* Prompt
Reproduce the entries below exactly, but only from the line containing "while let Some(ch)" to the line containing "The format-agnostic structure", inclusive.

* Data
[Start of section]
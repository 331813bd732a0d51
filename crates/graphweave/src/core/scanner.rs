//! Delimiter scanning shared by every parser
//!
//! Pure functions over a text span: matching `[`/`{`/`(` with their closers,
//! splitting on a separator only at nesting depth zero, and measuring the net
//! bracket balance of a line. A backslash makes the following character
//! literal in all of them.

use super::{ParseError, Position};

const ESCAPE: char = '\\';

/// The closing delimiter for a supported opener
pub fn closing_for(open: char) -> Option<char> {
    match open {
        '[' => Some(']'),
        '{' => Some('}'),
        '(' => Some(')'),
        _ => None,
    }
}

/// Byte index of the delimiter closing the opener at `open_at`
///
/// Only delimiters of the same kind count towards nesting, so `[ a{b ]`
/// closes at the `]`.
pub fn find_closing(text: &str, open_at: usize) -> Result<usize, ParseError> {
    let position = Position::from_offset(text, open_at);
    let open = text[open_at..]
        .chars()
        .next()
        .ok_or(ParseError::UnterminatedBlock {
            opener: '?',
            position,
        })?;
    let Some(close) = closing_for(open) else {
        return Err(ParseError::UnexpectedCharacter {
            found: open,
            position,
        });
    };

    let mut depth = 0usize;
    let mut escaped = false;
    for (idx, ch) in text[open_at..].char_indices() {
        if escaped {
            escaped = false;
            continue;
        }
        if ch == ESCAPE {
            escaped = true;
        } else if ch == open {
            depth += 1;
        } else if ch == close {
            depth -= 1;
            if depth == 0 {
                return Ok(open_at + idx);
            }
        }
    }

    Err(ParseError::UnterminatedBlock {
        opener: open,
        position,
    })
}

/// Split `text` at every `separator` that sits outside `[]`, `{}` and `()`
pub fn split_top_level(text: &str, separator: char) -> Vec<&str> {
    let mut parts = Vec::new();
    let mut depth = 0i32;
    let mut escaped = false;
    let mut start = 0;

    for (idx, ch) in text.char_indices() {
        if escaped {
            escaped = false;
            continue;
        }
        match ch {
            ESCAPE => escaped = true,
            '[' | '{' | '(' => depth += 1,
            ']' | '}' | ')' => depth = (depth - 1).max(0),
            c if c == separator && depth == 0 => {
                parts.push(&text[start..idx]);
                start = idx + c.len_utf8();
            }
            _ => {}
        }
    }
    parts.push(&text[start..]);
    parts
}

/// Net `[`/`{` nesting left open by `text`
///
/// Positive when the line opened more brackets or braces than it closed.
pub fn nesting_depth(text: &str) -> i32 {
    let mut depth = 0;
    let mut escaped = false;
    for ch in text.chars() {
        if escaped {
            escaped = false;
            continue;
        }
        match ch {
            ESCAPE => escaped = true,
            '[' | '{' => depth += 1,
            ']' | '}' => depth -= 1,
            _ => {}
        }
    }
    depth
}

/// Byte index of the first unescaped occurrence of any char in `targets`
/// that is not nested inside `[]`, `{}` or `()`
pub fn find_top_level(text: &str, targets: &[char]) -> Option<usize> {
    let mut depth = 0i32;
    let mut escaped = false;
    for (idx, ch) in text.char_indices() {
        if escaped {
            escaped = false;
            continue;
        }
        if depth == 0 && targets.contains(&ch) {
            return Some(idx);
        }
        match ch {
            ESCAPE => escaped = true,
            '[' | '{' | '(' => depth += 1,
            ']' | '}' | ')' => depth = (depth - 1).max(0),
            _ => {}
        }
    }
    None
}

/// Drop escape backslashes, keeping the escaped characters
pub fn unescape(text: &str) -> String {
    let mut out = String::with_capacity(text.len());
    let mut chars = text.chars();
    while let Some(ch) = chars.next() {
        if ch == ESCAPE {
            if let Some(next) = chars.next() {
                out.push(next);
            } else {
                out.push(ch);
            }
        } else {
            out.push(ch);
        }
    }
    out
}
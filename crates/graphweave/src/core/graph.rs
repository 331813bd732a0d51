//! Graph intermediate representation
//!
//! The format-agnostic structure every parser writes into. The [`Graph`] owns
//! all nodes (keyed by id, insertion ordered), the edge list, and an arena of
//! groups addressed by [`GroupId`]. Cross references (edge endpoints, group
//! membership, autosplit origins) are stored as ids and resolved through the
//! graph, so there are no ownership cycles.

use indexmap::map::Entry;
use indexmap::{IndexMap, IndexSet};
use serde::Serialize;
use tracing::{debug, trace};

use super::{Attributes, ElementKind, Flow, Selector};

/// Index of a group inside its graph
#[derive(Debug, Clone, Copy, PartialEq, Eq, Hash, PartialOrd, Ord, Serialize)]
pub struct GroupId(pub usize);

/// A node of the graph
#[derive(Debug, Clone, PartialEq, Serialize)]
pub struct Node {
    pub id: String,
    pub label: String,
    pub attributes: Attributes,
    /// Node this one is placed relative to (autosplit only)
    #[serde(skip_serializing_if = "Option::is_none")]
    pub origin: Option<String>,
    pub dx: i32,
    pub dy: i32,
    /// Nodes that use this node as their origin
    #[serde(skip_serializing_if = "IndexSet::is_empty")]
    pub children: IndexSet<String>,
    #[serde(skip_serializing_if = "Option::is_none")]
    pub group: Option<GroupId>,
}

impl Node {
    pub fn new(id: impl Into<String>) -> Self {
        let id = id.into();
        Self {
            label: id.clone(),
            id,
            attributes: Attributes::new(),
            origin: None,
            dx: 0,
            dy: 0,
            children: IndexSet::new(),
            group: None,
        }
    }

    /// Set an attribute; `label` updates the label field instead
    pub fn set_attribute(&mut self, key: impl Into<String>, value: impl Into<String>) {
        let key = key.into();
        if key == "label" {
            self.label = value.into();
        } else {
            self.attributes.insert(key, value.into());
        }
    }

    pub fn attribute(&self, key: &str) -> Option<&str> {
        self.attributes.get(key).map(String::as_str)
    }
}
[End of section]
* Response
    while let Some(ch) = chars.next() {
        if ch == ESCAPE {
            if let Some(next) = chars.next() {
                out.push(next);
            } else {
                out.push(ch);
            }
        } else {
            out.push(ch);
        }
    }
    out
}
filename crates/graphweave/src/core/graph.rs
repository 331813bd732a0d51
//! Graph intermediate representation
//!
//! The format-agnostic structure every parser writes into. The [`Graph`] owns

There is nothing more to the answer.